Einblicke in die verbotene »Kameradschaft Tor«

Die KS-Tor protestiert im Juli 2004 gegen das Mahnmal für die ermordeten Juden Europas auf dem Alexanderplatz, v.l.n.r.: Ines W., Nicole St. und Björn W.

Mittlerweile hat sogar das Bundesamt für Verfassungsschutz das Thema »Autonome Nationalisten« entdeckt. In Presseberichten heisst es, dass sich diese »neue rechtsextremistische Gruppierung«  kaum von linken Autonomen unterscheiden würde und ein »ernstzunehmendes Phänomen« sei. Doch so »autonom« und so »neu« wie angenommen sind diese Neonazi-Cliquen nicht. Vielmehr klaffen der äußere Habitus und die innere politische Verfasstheit weit auseinander. Wir wollen dies noch einmal am Beispiel  der Berliner »Kameradschaft Tor« verdeutlichen, welche als bundesweiter Vorreiter in Sachen »autonomer Nationalismus« gilt.

Alter Wein in neuen Schläuchen

Der »autonome Nationalismus« ist bisher nichts anderes als der skurrile Versuch traditionellen Nationalsozialismus mit linksautonomem Habitus und Politikformen, sowie moderner, urbaner Jugendkultur in Verbindung zu bringen. Eine Analyse dieser widersprüchlichen Patchworkidenditäten wurde bereits im AIB 69 dargestellt, doch scheint sie immer wieder unter dem allgemeinen Hype über »neue Trends« im Neonazismus unterzugehen.
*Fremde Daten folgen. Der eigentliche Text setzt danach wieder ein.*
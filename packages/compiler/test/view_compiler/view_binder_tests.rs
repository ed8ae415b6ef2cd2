use angular_view_compiler::compile_view_json;
use angular_view_compiler::config::CompilerConfig;
use angular_view_compiler::template_parser::ElementAst;
use angular_view_compiler::view_compiler::{
    bind_element_events, bind_view_events, ActionConverter, CompileElement, CompileView,
};

const SAVE_FORM: &str = r#"{
    "name": "app-form",
    "outputs": [
        {"name": "save", "handler": {"type": "Call", "data": {
            "receiver": {"type": "PropertyRead", "data": {
                "receiver": {"type": "ImplicitReceiver", "data": {}},
                "name": "onSaved"
            }},
            "args": [{"type": "PropertyRead", "data": {
                "receiver": {"type": "ImplicitReceiver", "data": {}},
                "name": "$event"
            }}]
        }}}
    ],
    "directives": [{
        "directive": {"typeName": "FormCmp", "isComponent": true, "outputs": {"save": "onSave"}},
        "hostEvents": [
            {"name": "submit", "handler": {"type": "Call", "data": {
                "receiver": {"type": "PropertyRead", "data": {
                    "receiver": {"type": "ImplicitReceiver", "data": {}},
                    "name": "submit"
                }},
                "args": []
            }}}
        ]
    }]
}"#;

fn parse(json: &str) -> ElementAst {
    serde_json::from_str(json).unwrap()
}

#[cfg(test)]
mod tests {
    use super::*;

    #[test]
    fn should_bind_render_outputs_before_directive_outputs() {
        let ast = parse(SAVE_FORM);
        let element = CompileElement::from_ast(0, &ast);
        let mut view = CompileView::default();
        let listeners = bind_element_events(&ast, &element, &mut view, &mut ActionConverter).unwrap();

        assert_eq!(listeners.len(), 2);
        assert_eq!(view.disposables.len(), 2);
        assert_eq!(view.subscriptions.len(), 1);
        assert_eq!(
            view.to_js(),
            "var disposable_0 = this.renderer.listen(this._el_0, 'save', this.eventHandler(function($event) {\n\
             \x20 return this._handle_save_0_0($event);\n\
             }));\n\
             var disposable_1 = this.renderer.listen(this._el_0, 'submit', this.eventHandler(function($event) {\n\
             \x20 return this._handle_submit_0_1($event);\n\
             }));\n\
             const subscription_0 = this._FormCmp_0_0.onSave.subscribe(this.eventHandler(function($event) {\n\
             \x20 this._handle_save_0_0($event);\n\
             }));\n\
             \n\
             _handle_save_0_0($event) {\n\
             \x20 this.markPathToRootAsCheckOnce();\n\
             \x20 const pd_0 = (this.context.onSaved($event) !== false);\n\
             \x20 return (true && pd_0);\n\
             }\n\
             _handle_submit_0_1($event) {\n\
             \x20 this._appEl_0.componentView.markPathToRootAsCheckOnce();\n\
             \x20 const pd_0 = (this._FormCmp_0_0.submit() !== false);\n\
             \x20 return (true && pd_0);\n\
             }"
        );
    }

    #[test]
    fn should_number_handles_across_elements() {
        let elements = vec![parse(SAVE_FORM), parse(SAVE_FORM)];
        let mut view = CompileView::default();
        bind_view_events(&elements, &mut view, &mut ActionConverter).unwrap();

        let names: Vec<&str> = view
            .event_handler_methods
            .iter()
            .map(|m| m.name.as_str())
            .collect();
        assert_eq!(
            names,
            vec!["_handle_save_0_0", "_handle_submit_0_1", "_handle_save_1_0", "_handle_submit_1_1"]
        );
        assert_eq!(view.disposables.len(), 4);
        assert_eq!(view.subscriptions.len(), 2);
        assert!(view.to_js().contains("const subscription_1 = this._FormCmp_1_0.onSave.subscribe("));
    }

    #[test]
    fn should_produce_nothing_for_element_without_events() {
        let mut view = CompileView::default();
        bind_view_events(&[parse(r#"{"name": "span"}"#)], &mut view, &mut ActionConverter).unwrap();
        assert_eq!(view.to_js(), "");
        assert!(view.bindings.is_empty());
    }

    #[test]
    fn should_compile_view_json() {
        let js = compile_view_json(&format!("[{}]", SAVE_FORM), &CompilerConfig::default()).unwrap();
        let mut view = CompileView::default();
        bind_view_events(&[parse(SAVE_FORM)], &mut view, &mut ActionConverter).unwrap();
        assert_eq!(js, view.to_js());
    }

    #[test]
    fn should_report_lowering_errors_with_context() {
        let json = r#"[{"name": "b", "outputs": [{"name": "click", "handler": {"type": "BindingPipe", "data": {
            "exp": {"type": "PropertyRead", "data": {"receiver": {"type": "ImplicitReceiver", "data": {}}, "name": "a"}},
            "name": "async",
            "args": []
        }}}]}]"#;
        let err = compile_view_json(json, &CompilerConfig::default()).unwrap_err();
        let message = format!("{:#}", err);
        assert!(message.starts_with("failed to bind element events: "));
        assert!(message.ends_with("Cannot have a pipe in an action expression"));
    }
}
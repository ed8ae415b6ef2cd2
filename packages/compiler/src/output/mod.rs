//! Output Module
//!
//! Handles code generation and output

pub mod abstract_emitter;
pub mod abstract_js_emitter;
pub mod output_ast;
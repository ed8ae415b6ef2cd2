//! Binds the events of one element of a view.

use crate::error::Result;
use crate::output::output_ast as o;
use crate::template_parser::ElementAst;
use crate::view_compiler::compile_element::CompileElement;
use crate::view_compiler::compile_view::CompileView;
use crate::view_compiler::event_binder::{
    bind_directive_outputs, bind_render_outputs, collect_event_listeners, BoundEventListener,
};
use crate::view_compiler::expression_converter::ExpressionLowering;
use tracing::debug_span;

/// Collects the element's listeners, registers them with the renderer, then
/// subscribes them to each matched directive's outputs.
pub fn bind_element_events(
    ast: &ElementAst,
    element: &CompileElement,
    view: &mut CompileView,
    lowering: &mut dyn ExpressionLowering,
) -> Result<Vec<BoundEventListener>> {
    let span = debug_span!("bind_element_events", element = %ast.name, node_index = element.node_index);
    let _enter = span.enter();

    let listeners = collect_event_listeners(&ast.outputs, &ast.directives, element, view, lowering)?;
    bind_render_outputs(&listeners, view, element);
    for (directive_ast, directive_instance) in ast.directives.iter().zip(&element.directive_instances) {
        let instance: &o::Expression = directive_instance;
        bind_directive_outputs(directive_ast, instance, &listeners, view);
    }
    Ok(listeners)
}

/// Binds each element in order, numbering nodes by position.
pub fn bind_view_events(
    elements: &[ElementAst],
    view: &mut CompileView,
    lowering: &mut dyn ExpressionLowering,
) -> Result<()> {
    for (node_index, ast) in elements.iter().enumerate() {
        let element = CompileElement::from_ast(node_index, ast);
        bind_element_events(ast, &element, view, lowering)?;
    }
    Ok(())
}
Vernachlässigt werden in diesem Beitrag auch die Aktionsformen dieses Spektrums, welche im AIB 72 dargestellt wurden.

Entstehung der KS Tor

Die KS Tor wurde im Juli 2000 in Berlin gegründet und ist nach ihrem Gründungsort (Frankfurter Tor) benannt. Sie entstand als klassische Neonazi-Kameradschaft mit eigener Satzung, Kameradschaftsabenden und Mitgliedsbeiträgen. Ihre Aktivitäten bestanden vor allem aus Propagandaaktionen und der inflationären Teilnahme an Demonstrationen. Im Mai 2001 führte die KS Tor in Löwenberg (Brandenburg) ein eigenes Zeltlager mit Schießwettbewerb durch. Ihre chronische Geltungssucht befriedigte die KS Tor seit 2000 über eine eigene Homepage, auf der die meisten ihrer Aktionen dargestellt wurden. Anfangs war die KS Tor eng an die Berliner JN angebunden. So erklärte sie auf ihrer Homepage: »Desweiteren unterstützt ein Grossteil, der Mitglieder und Anwärter der Kameradschaft, die Thesen der JN, obwohl wir selbst autonom bzw. parteiunabhängig arbeiten wollen.« Noch im Jahr 2001 publizierte ein »Björn« für den JN-Stützpunkt Nordost einen Bericht über das »1. Brandenburger Zeltlager der Kameradschaft Thor Berlin« in der JN-Zeitschrift »Jugend wacht«.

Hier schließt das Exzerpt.